ABOUT THE C.G. JUNG FOUNDATION

Newsletter of the C.G. Jung Foundation of Ontario

ISSN 1918-6142

Chiron is a newsletter that exists to support the work of the C.G. Jung Foundation of Ontario. It was established in 1980, and has existed in electronic form since 2006. Its name and masthead image, adopted at that time, are drawn from ancient Greek culture. In Greek mythology, Chiron was the last centaur, a son of the titan Cronus. He was famed for his wisdom, knowledge and skill at deciphering the will of the gods, to healing effect.Chiron

Volume 29, No. 1 October 2009

Editor: Robert Black

Contents

MARK THIS!Bookmarks

By Dorothy Gardner

Helping us celebrate the fortieth anniversary of the Jung Foundation in Toronto are three artists who’ve been closely associated with our community:  Johanne Ferguson, Patricia Goss and Vicki Cowan.  Each of them has generously allowed us to use images of their work in a series of seven spectacular bookmarks to commemorate this occasion.

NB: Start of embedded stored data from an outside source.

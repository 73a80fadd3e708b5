use std::sync::Arc;

use reqwest::StatusCode;
use serde_json::{Value, json};

use noteloom_api::auth::{AppStateInner, create_token};
use noteloom_api::throttle::RateLimiter;
use noteloom_db::Database;

struct TestApp {
    base: String,
    client: reqwest::Client,
}

async fn spawn_app() -> TestApp {
    let state = Arc::new(AppStateInner {
        db: Database::open_in_memory().expect("open db"),
        jwt_secret: "test-secret".into(),
        token_ttl: chrono::Duration::hours(1),
        notes_per_page: 6,
        rate_limiter: RateLimiter::per_minute(60),
    });
    let app = noteloom_api::router(state);

    let listener = tokio::net::TcpListener::bind("127.0.0.1:0")
        .await
        .expect("bind listener");
    let addr = listener.local_addr().expect("local addr");
    tokio::spawn(async move { axum::serve(listener, app).await.expect("serve app") });

    TestApp {
        base: format!("http://{}", addr),
        client: reqwest::Client::new(),
    }
}

impl TestApp {
    fn url(&self, path: &str) -> String {
        format!("{}{}", self.base, path)
    }

    async fn register(&self, name: &str, email: &str) -> String {
        let resp = self
            .client
            .post(self.url("/auth/register"))
            .json(&json!({ "name": name, "email": email, "password": "correct-horse" }))
            .send()
            .await
            .expect("register request");
        assert_eq!(resp.status(), StatusCode::CREATED);
        let body: Value = resp.json().await.expect("register body");
        body["token"].as_str().expect("token").to_string()
    }

    async fn create_note(&self, token: &str, title: &str, content: &str, important: bool) -> Value {
        let resp = self
            .client
            .post(self.url("/notes"))
            .bearer_auth(token)
            .json(&json!({ "title": title, "content": content, "is_important": important }))
            .send()
            .await
            .expect("create request");
        assert_eq!(resp.status(), StatusCode::CREATED);
        resp.json().await.expect("note body")
    }

    async fn get(&self, token: &str, path: &str) -> (StatusCode, Value) {
        let resp = self
            .client
            .get(self.url(path))
            .bearer_auth(token)
            .send()
            .await
            .expect("get request");
        let status = resp.status();
        let body = resp.json().await.unwrap_or(Value::Null);
        (status, body)
    }

    async fn list_titles(&self, token: &str, path: &str) -> Vec<String> {
        let (status, body) = self.get(token, path).await;
        assert_eq!(status, StatusCode::OK);
        body["notes"]
            .as_array()
            .expect("notes array")
            .iter()
            .map(|n| n["title"].as_str().expect("title").to_string())
            .collect()
    }
}

#[tokio::test]
async fn register_then_login() {
    let app = spawn_app().await;
    app.register("Demo User", "Demo@Noteloom.com").await;

    let resp = app
        .client
        .post(app.url("/auth/login"))
        .json(&json!({ "email": "demo@noteloom.com", "password": "correct-horse" }))
        .send()
        .await
        .unwrap();
    assert_eq!(resp.status(), StatusCode::OK);
    let body: Value = resp.json().await.unwrap();
    assert_eq!(body["name"], "Demo User");
    assert!(body["token"].as_str().is_some());

    let resp = app
        .client
        .post(app.url("/auth/login"))
        .json(&json!({ "email": "demo@noteloom.com", "password": "wrong-horse" }))
        .send()
        .await
        .unwrap();
    assert_eq!(resp.status(), StatusCode::UNAUTHORIZED);
    let body: Value = resp.json().await.unwrap();
    assert_eq!(body["error"], "invalid_credentials");
}

#[tokio::test]
async fn register_rejects_duplicates_and_bad_input() {
    let app = spawn_app().await;
    app.register("Demo User", "demo@noteloom.com").await;

    let resp = app
        .client
        .post(app.url("/auth/register"))
        .json(&json!({ "name": "Again", "email": "demo@noteloom.com", "password": "correct-horse" }))
        .send()
        .await
        .unwrap();
    assert_eq!(resp.status(), StatusCode::CONFLICT);

    let resp = app
        .client
        .post(app.url("/auth/register"))
        .json(&json!({ "name": "", "email": "not-an-email", "password": "short" }))
        .send()
        .await
        .unwrap();
    assert_eq!(resp.status(), StatusCode::UNPROCESSABLE_ENTITY);
    let body: Value = resp.json().await.unwrap();
    assert_eq!(body["error"], "validation_error");
    for field in ["name", "email", "password"] {
        assert!(body["fields"][field].is_array(), "missing error for {field}");
    }
}

#[tokio::test]
async fn note_routes_require_a_token() {
    let app = spawn_app().await;

    let resp = app.client.get(app.url("/notes")).send().await.unwrap();
    assert_eq!(resp.status(), StatusCode::UNAUTHORIZED);

    let (status, _) = app.get("garbage", "/dashboard").await;
    assert_eq!(status, StatusCode::UNAUTHORIZED);

    let resp = app.client.get(app.url("/health")).send().await.unwrap();
    assert_eq!(resp.status(), StatusCode::OK);
}

#[tokio::test]
async fn importance_sort_end_to_end() {
    let app = spawn_app().await;
    let token = app.register("Demo User", "demo@noteloom.com").await;

    app.create_note(&token, "Regular Note", "This is a regular note.", false).await;
    app.create_note(&token, "Important Note", "This one really matters.", true).await;

    let titles = app.list_titles(&token, "/notes?sort=importance").await;
    assert_eq!(titles.first().map(String::as_str), Some("Important Note"));
    assert_eq!(titles.last().map(String::as_str), Some("Regular Note"));

    let titles = app.list_titles(&token, "/notes?sort=oldest").await;
    assert_eq!(titles, vec!["Regular Note", "Important Note"]);

    let titles = app.list_titles(&token, "/notes?sort=newest").await;
    assert_eq!(titles, vec!["Important Note", "Regular Note"]);
}

#[tokio::test]
async fn invalid_sort_is_rejected() {
    let app = spawn_app().await;
    let token = app.register("Demo User", "demo@noteloom.com").await;

    let (status, body) = app.get(&token, "/notes?sort=alphabetical").await;
    assert_eq!(status, StatusCode::BAD_REQUEST);
    assert_eq!(body["error"], "invalid_option");
}

#[tokio::test]
async fn search_filters_and_blank_search_is_ignored() {
    let app = spawn_app().await;
    let token = app.register("Demo User", "demo@noteloom.com").await;

    app.create_note(&token, "Team meeting", "Agenda for the weekly sync.", false).await;
    app.create_note(&token, "Groceries", "Milk, eggs and a MEETING snack.", true).await;
    app.create_note(&token, "Holiday", "Pack the suitcase early.", false).await;

    let (_, all) = app.get(&token, "/notes").await;
    let (_, blank) = app.get(&token, "/notes?search=%20%20").await;
    assert_eq!(all["notes"], blank["notes"]);
    assert_eq!(all["statistics"]["filtered"], 3);
    assert_eq!(blank["statistics"]["has_search"], false);

    let (status, found) = app.get(&token, "/notes?search=meeting").await;
    assert_eq!(status, StatusCode::OK);
    assert_eq!(found["statistics"]["total"], 3);
    assert_eq!(found["statistics"]["filtered"], 2);
    assert_eq!(found["statistics"]["important"], 1);
    assert_eq!(found["statistics"]["has_search"], true);
    assert_eq!(found["links"]["self"], "search=meeting");
}

#[tokio::test]
async fn create_validates_fields() {
    let app = spawn_app().await;
    let token = app.register("Demo User", "demo@noteloom.com").await;

    let resp = app
        .client
        .post(app.url("/notes"))
        .bearer_auth(&token)
        .json(&json!({ "title": "ab", "content": "too short" }))
        .send()
        .await
        .unwrap();
    assert_eq!(resp.status(), StatusCode::UNPROCESSABLE_ENTITY);
    let body: Value = resp.json().await.unwrap();
    assert_eq!(
        body["fields"]["title"][0],
        "The title field must be at least 3 characters."
    );
    assert_eq!(
        body["fields"]["content"][0],
        "The content field must be at least 10 characters."
    );

    let note = app.create_note(&token, "Defaults", "Importance defaults to false.", false).await;
    assert_eq!(note["is_important"], false);
}

#[tokio::test]
async fn owner_can_edit_update_and_delete() {
    let app = spawn_app().await;
    let token = app.register("Demo User", "demo@noteloom.com").await;
    let note = app.create_note(&token, "Draft", "First version of the text.", false).await;
    let id = note["id"].as_str().unwrap();

    let (status, form) = app.get(&token, &format!("/notes/{id}/edit")).await;
    assert_eq!(status, StatusCode::OK);
    assert_eq!(form["title"], "Draft");
    assert_eq!(form["limits"]["title_max"], 255);

    let resp = app
        .client
        .put(app.url(&format!("/notes/{id}")))
        .bearer_auth(&token)
        .json(&json!({ "title": "Final", "content": "Second version of the text.", "is_important": true }))
        .send()
        .await
        .unwrap();
    assert_eq!(resp.status(), StatusCode::OK);
    let updated: Value = resp.json().await.unwrap();
    assert_eq!(updated["title"], "Final");
    assert_eq!(updated["is_important"], true);
    assert_eq!(updated["created_at"], note["created_at"]);

    let resp = app
        .client
        .delete(app.url(&format!("/notes/{id}")))
        .bearer_auth(&token)
        .send()
        .await
        .unwrap();
    assert_eq!(resp.status(), StatusCode::NO_CONTENT);

    let (status, _) = app.get(&token, &format!("/notes/{id}/edit")).await;
    assert_eq!(status, StatusCode::NOT_FOUND);
}

#[tokio::test]
async fn other_users_cannot_touch_a_note() {
    let app = spawn_app().await;
    let owner = app.register("Owner", "owner@noteloom.com").await;
    let intruder = app.register("Intruder", "intruder@noteloom.com").await;
    let note = app.create_note(&owner, "Private", "Nobody else should see this.", true).await;
    let id = note["id"].as_str().unwrap();

    assert!(app.list_titles(&intruder, "/notes?search=private").await.is_empty());

    let (status, body) = app.get(&intruder, &format!("/notes/{id}/edit")).await;
    assert_eq!(status, StatusCode::FORBIDDEN);
    assert_eq!(body["error"], "forbidden");

    let resp = app
        .client
        .put(app.url(&format!("/notes/{id}")))
        .bearer_auth(&intruder)
        .json(&json!({ "title": "Hijacked", "content": "Overwritten content here." }))
        .send()
        .await
        .unwrap();
    assert_eq!(resp.status(), StatusCode::FORBIDDEN);

    let resp = app
        .client
        .delete(app.url(&format!("/notes/{id}")))
        .bearer_auth(&intruder)
        .send()
        .await
        .unwrap();
    assert_eq!(resp.status(), StatusCode::NOT_FOUND);

    assert_eq!(app.list_titles(&owner, "/notes").await, vec!["Private"]);

    let resp = app
        .client
        .delete(app.url("/notes/not-a-uuid"))
        .bearer_auth(&owner)
        .send()
        .await
        .unwrap();
    assert_eq!(resp.status(), StatusCode::NOT_FOUND);
}

#[tokio::test]
async fn dashboard_and_pagination() {
    let app = spawn_app().await;
    let token = app.register("Demo User", "demo@noteloom.com").await;

    let (status, empty) = app.get(&token, "/dashboard").await;
    assert_eq!(status, StatusCode::OK);
    assert_eq!(empty["summary"]["total_notes"], 0);
    assert!(empty["summary"]["last_updated"].is_null());

    for i in 0..7 {
        app.create_note(&token, &format!("Note {i}"), "Some body text here.", i == 3).await;
    }

    let (_, dash) = app.get(&token, "/dashboard").await;
    assert_eq!(dash["summary"]["total_notes"], 7);
    assert_eq!(dash["summary"]["important_notes"], 1);
    assert!(dash["summary"]["last_updated"].is_string());
    assert_eq!(dash["list"]["notes"][0]["title"], "Note 3");
    assert_eq!(dash["list"]["pagination"]["last_page"], 2);
    assert_eq!(dash["list"]["links"]["next"], "page=2");

    let (_, second) = app.get(&token, "/notes?sort=oldest&page=2").await;
    assert_eq!(second["notes"].as_array().unwrap().len(), 1);
    assert_eq!(second["notes"][0]["title"], "Note 6");
    assert_eq!(second["pagination"]["from"], 7);
    assert_eq!(second["links"]["prev"], "sort=oldest");
    assert!(second["links"]["next"].is_null());

    let (status, form) = app.get(&token, "/notes/create").await;
    assert_eq!(status, StatusCode::OK);
    assert_eq!(form["title"], "");
    assert!(form["id"].is_null());
}

#[tokio::test(flavor = "multi_thread", worker_threads = 4)]
async fn concurrent_duplicate_registrations_conflict() {
    let app = spawn_app().await;

    let mut handles = Vec::new();
    for i in 0..4 {
        let client = app.client.clone();
        let url = app.url("/auth/register");
        handles.push(tokio::spawn(async move {
            client
                .post(url)
                .json(&json!({
                    "name": format!("Racer {i}"),
                    "email": "race@noteloom.com",
                    "password": "correct-horse",
                }))
                .send()
                .await
                .unwrap()
                .status()
        }));
    }

    let mut statuses = Vec::new();
    for handle in handles {
        statuses.push(handle.await.unwrap());
    }
    assert_eq!(
        statuses.iter().filter(|s| **s == StatusCode::CREATED).count(),
        1,
        "{statuses:?}"
    );
    assert!(
        statuses
            .iter()
            .all(|s| *s == StatusCode::CREATED || *s == StatusCode::CONFLICT),
        "{statuses:?}"
    );
}

#[tokio::test]
async fn malformed_page_falls_back_to_first_page() {
    let app = spawn_app().await;
    let token = app.register("Demo User", "demo@noteloom.com").await;
    app.create_note(&token, "Only note", "Lives on the first page.", false).await;

    for path in ["/notes?page=abc", "/notes?page=", "/notes?page=-1", "/notes?page=2.5"] {
        let (status, body) = app.get(&token, path).await;
        assert_eq!(status, StatusCode::OK, "{path}");
        assert_eq!(body["pagination"]["current_page"], 1, "{path}");
        assert_eq!(body["notes"][0]["title"], "Only note", "{path}");
    }

    let (status, body) = app.get(&token, "/dashboard?page=abc").await;
    assert_eq!(status, StatusCode::OK);
    assert_eq!(body["list"]["pagination"]["current_page"], 1);
}

#[tokio::test]
async fn tokens_for_unknown_users_are_rejected() {
    let app = spawn_app().await;
    let token = create_token(
        "test-secret",
        uuid::Uuid::new_v4(),
        "Ghost",
        chrono::Duration::hours(1),
    )
    .unwrap();

    let (status, body) = app.get(&token, "/notes").await;
    assert_eq!(status, StatusCode::UNAUTHORIZED);
    assert_eq!(body["error"], "unauthorized");
}

#[tokio::test]
async fn authenticated_routes_allow_sixty_requests_a_minute() {
    let app = spawn_app().await;
    let token = app.register("Demo User", "demo@noteloom.com").await;

    for i in 0..60 {
        let (status, _) = app.get(&token, "/notes/create").await;
        assert_eq!(status, StatusCode::OK, "request {}", i + 1);
    }

    let resp = app
        .client
        .get(app.url("/notes"))
        .bearer_auth(&token)
        .send()
        .await
        .unwrap();
    assert_eq!(resp.status(), StatusCode::TOO_MANY_REQUESTS);
    let retry_after: u64 = resp.headers()["retry-after"].to_str().unwrap().parse().unwrap();
    assert!((1..=60).contains(&retry_after));
    let body: Value = resp.json().await.unwrap();
    assert_eq!(body["error"], "too_many_requests");

    // other users and public routes are unaffected
    let other = app.register("Other User", "other@noteloom.com").await;
    let (status, _) = app.get(&other, "/notes/create").await;
    assert_eq!(status, StatusCode::OK);
    let resp = app.client.get(app.url("/health")).send().await.unwrap();
    assert_eq!(resp.status(), StatusCode::OK);
}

Johanne Ferguson has been a member of the Foundation since 1980.  Although her background is in Interior Design, her urge to paint developed out of attending to her dreams and inner work.  She speaks with a quiet conviction that inner necessity should be the imperative that lies at the heart of one’s work.

Patricia Goss used to teach art at the National Ballet School in Toronto.  She began to work as a sculptor about twenty five years ago in response to one of her dreams.  Now in her ninetieth year, she continues to work at an impressive pace, and holds an annual open house of her work in her garden studio each spring.  Her friendship and close connection with the writer Helen Luke is reflected in one of her limestone carvings called “For Helen.”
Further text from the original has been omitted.